Segment Start: Supplied data

// ── Kick queue ──
//
// Kicks never fire straight from an event handler. They queue, wait
// for an instant RSSI measurement where the driver supports one, and
// re-check their trigger threshold against the measured value before
// anything is sent. One measurement is in flight at a time.

use std::collections::VecDeque;

use bandsteer_bsal::{BsalError, DisconnectType, MacAddress};
use tracing::{debug, warn};

use crate::model::{
    is_kick_sentinel, Client, ClientState, KickSource, KickType, INSTANT_MEASUREMENT_SAMPLES,
    KICK_DEBOUNCE_NEVER_SECS,
};
use crate::store::ClientStore;

use super::{btm, rrm, Ctx};

#[derive(Debug, Clone)]
struct KickEntry {
    mac: MacAddress,
    ifname: String,
    source: KickSource,
    snr: u8,
    /// An instant measurement for this entry is in flight.
    measuring: bool,
}

/// FIFO of pending kicks across all clients.
#[derive(Debug, Default)]
pub(crate) struct KickQueue {
    entries: VecDeque<KickEntry>,
}

impl KickQueue {
    pub(crate) fn remove_for(&mut self, mac: MacAddress) {
        self.entries.retain(|e| e.mac != mac);
    }
}

/// Queue a kick for a connected client. Returns whether it was
/// accepted; refusals are policy (no kick type, debounce, wrong state),
/// not errors.
pub(crate) fn request(
    ctx: &mut Ctx<'_>,
    queue: &mut KickQueue,
    client: &Client,
    source: KickSource,
    snr: u8,
) -> bool {
    let Some(ifname) = client.connected_ifname.clone() else {
        debug!(mac = %client.mac, source = %source, "kick skipped, not connected");
        return false;
    };
    let kick = client.policy.kick_for(source);
    if kick.kick_type == KickType::None {
        debug!(mac = %client.mac, source = %source, "kick skipped, no kick type");
        return false;
    }
    if kick.debounce_period_secs == KICK_DEBOUNCE_NEVER_SECS {
        debug!(mac = %client.mac, source = %source, "kick suppressed by debounce sentinel");
        return false;
    }
    if let Some(connected_at) = client.times.last_connect {
        let since = (ctx.clock.now() - connected_at).num_seconds();
        if since >= 0 && since <= i64::from(kick.debounce_period_secs) {
            debug!(mac = %client.mac, source = %source, since, "kick debounced");
            return false;
        }
    }
    if source == KickSource::Steering {
        // A steering kick only makes sense for a client sitting
        // connected on a band it should not be on.
        if client.state != ClientState::Connected {
            return false;
        }
        let on_blocked_band = client.connected_slot().is_some_and(|s| !s.bs_allowed);
        if !on_blocked_band {
            return false;
        }
    }

    if let Some(entry) = queue
        .entries
        .iter_mut()
        .find(|e| e.mac == client.mac && !e.measuring)
    {
        entry.source = source;
        entry.snr = snr;
        entry.ifname = ifname;
        return true;
    }
    debug!(mac = %client.mac, source = %source, snr, "kick queued");
    queue.entries.push_back(KickEntry {
        mac: client.mac,
        ifname,
        source,
        snr,
        measuring: false,
    });
    true
}

/// Drive the queue: start a measurement for the head entry, or execute
/// it directly where the driver cannot measure. Stops at the first
/// entry left awaiting its measurement.
pub(crate) fn pump(ctx: &mut Ctx<'_>, clients: &mut ClientStore, queue: &mut KickQueue) {
    loop {
        let Some(head) = queue.entries.front() else {
            return;
        };
        if head.measuring {
            return;
        }
        let entry = head.clone();

        let Some(client) = clients.get_mut(entry.mac) else {
            queue.entries.pop_front();
            continue;
        };
        if client.connected_ifname.as_deref() != Some(entry.ifname.as_str()) {
            debug!(mac = %entry.mac, "kick dropped, client moved");
            queue.entries.pop_front();
            continue;
        }

        // Forced kicks skip the measurement; the decision is final.
        if entry.source == KickSource::Force {
            queue.entries.pop_front();
            execute(ctx, client, &entry.ifname, entry.source, entry.snr);
            continue;
        }

        match ctx
            .bsal
            .measure_rssi(&entry.ifname, entry.mac, INSTANT_MEASUREMENT_SAMPLES)
        {
            Ok(()) => {
                if let Some(head) = queue.entries.front_mut() {
                    head.measuring = true;
                }
                return;
            }
            Err(BsalError::Unsupported(_)) => {
                queue.entries.pop_front();
                execute(ctx, client, &entry.ifname, entry.source, entry.snr);
            }
            Err(err) => {
                warn!(mac = %entry.mac, %err, "instant measurement failed, kick dropped");
                queue.entries.pop_front();
            }
        }
    }
}

/// Measurement completion for the head entry.
pub(crate) fn on_measurement(
    ctx: &mut Ctx<'_>,
    clients: &mut ClientStore,
    queue: &mut KickQueue,
    mac: MacAddress,
    snr: u8,
) {
    let head_matches = queue
        .entries
        .front()
        .is_some_and(|e| e.measuring && e.mac == mac);
    if !head_matches {
        return;
    }
    let entry = queue
        .entries
        .pop_front()
        .unwrap_or_else(|| unreachable!("head checked above"));

    if let Some(client) = clients.get_mut(mac) {
        if client.connected_ifname.as_deref() == Some(entry.ifname.as_str()) {
            execute(ctx, client, &entry.ifname, entry.source, snr);
        }
    }
    pump(ctx, clients, queue);
}

/// Final threshold re-check and transmission.
fn execute(ctx: &mut Ctx<'_>, client: &mut Client, ifname: &str, source: KickSource, snr: u8) {
    if source != KickSource::Force {
        if snr == 0 {
            warn!(mac = %client.mac, "measured snr unavailable, kick skipped");
            return;
        }
        match source {
            KickSource::Sticky => {
                if !is_kick_sentinel(client.policy.lwm) && snr > client.policy.lwm {
                    debug!(mac = %client.mac, snr, "client recovered above lwm, kick skipped");
                    return;
                }
            }
            KickSource::Steering => {
                if snr <= client.policy.hwm {
                    debug!(mac = %client.mac, snr, "client below hwm, kick skipped");
                    return;
                }
            }
            KickSource::Force => {}
        }
    }

    let kick = *client.policy.kick_for(source);
    let sent = match kick.kick_type {
        KickType::None => false,
        KickType::Disassoc => direct(ctx, client, ifname, DisconnectType::Disassoc, kick.reason),
        KickType::Deauth => direct(ctx, client, ifname, DisconnectType::Deauth, kick.reason),
        KickType::BssTm | KickType::BtmDisassoc | KickType::BtmDeauth => {
            btm::send(ctx, client, ifname, source)
        }
        KickType::RrmBrReq => {
            rrm::queue_own_channel(ctx, client);
            true
        }
        KickType::RrmDisassoc => {
            rrm::queue_own_channel(ctx, client);
            direct(ctx, client, ifname, DisconnectType::Disassoc, kick.reason)
        }
        KickType::RrmDeauth => {
            rrm::queue_own_channel(ctx, client);
            direct(ctx, client, ifname, DisconnectType::Deauth, kick.reason)
        }
    };
    if !sent {
        return;
    }

    let now = ctx.clock.now();
    client.times.last_kick = Some(now);
    let guard_secs = match source {
        KickSource::Steering => client.policy.steering_kick_guard_secs,
        KickSource::Sticky => client.policy.sticky_kick_guard_secs,
        KickSource::Force => 0,
    };
    if guard_secs > 0 {
        client.settling_until = Some(now + chrono::Duration::seconds(i64::from(guard_secs)));
    }
    if let Some(slot) = client.iface_mut(ifname) {
        match source {
            KickSource::Steering => slot.stats.steering_kick_cnt += 1,
            KickSource::Sticky | KickSource::Force => slot.stats.sticky_kick_cnt += 1,
        }
    }
}

fn direct(
    ctx: &mut Ctx<'_>,
    client: &Client,
    ifname: &str,
    frame: DisconnectType,
    reason: u8,
) -> bool {
    match ctx.bsal.disconnect_client(ifname, client.mac, frame, reason) {
        Ok(()) => true,
        Err(err) => {
            warn!(mac = %client.mac, ifname, %err, "disconnect failed");
            false
        }
    }
}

Segment End: Supplied data

-- Problem statement --
Write the opening line of the data above and every line after it, exactly, stopping once you have written the line with "use std::collections::VecDeque;".

-- Answer --
// ── Kick queue ──
//
// Kicks never fire straight from an event handler. They queue, wait
// for an instant RSSI measurement where the driver supports one, and
// re-check their trigger threshold against the measured value before
// anything is sent. One measurement is in flight at a time.

use std::collections::VecDeque;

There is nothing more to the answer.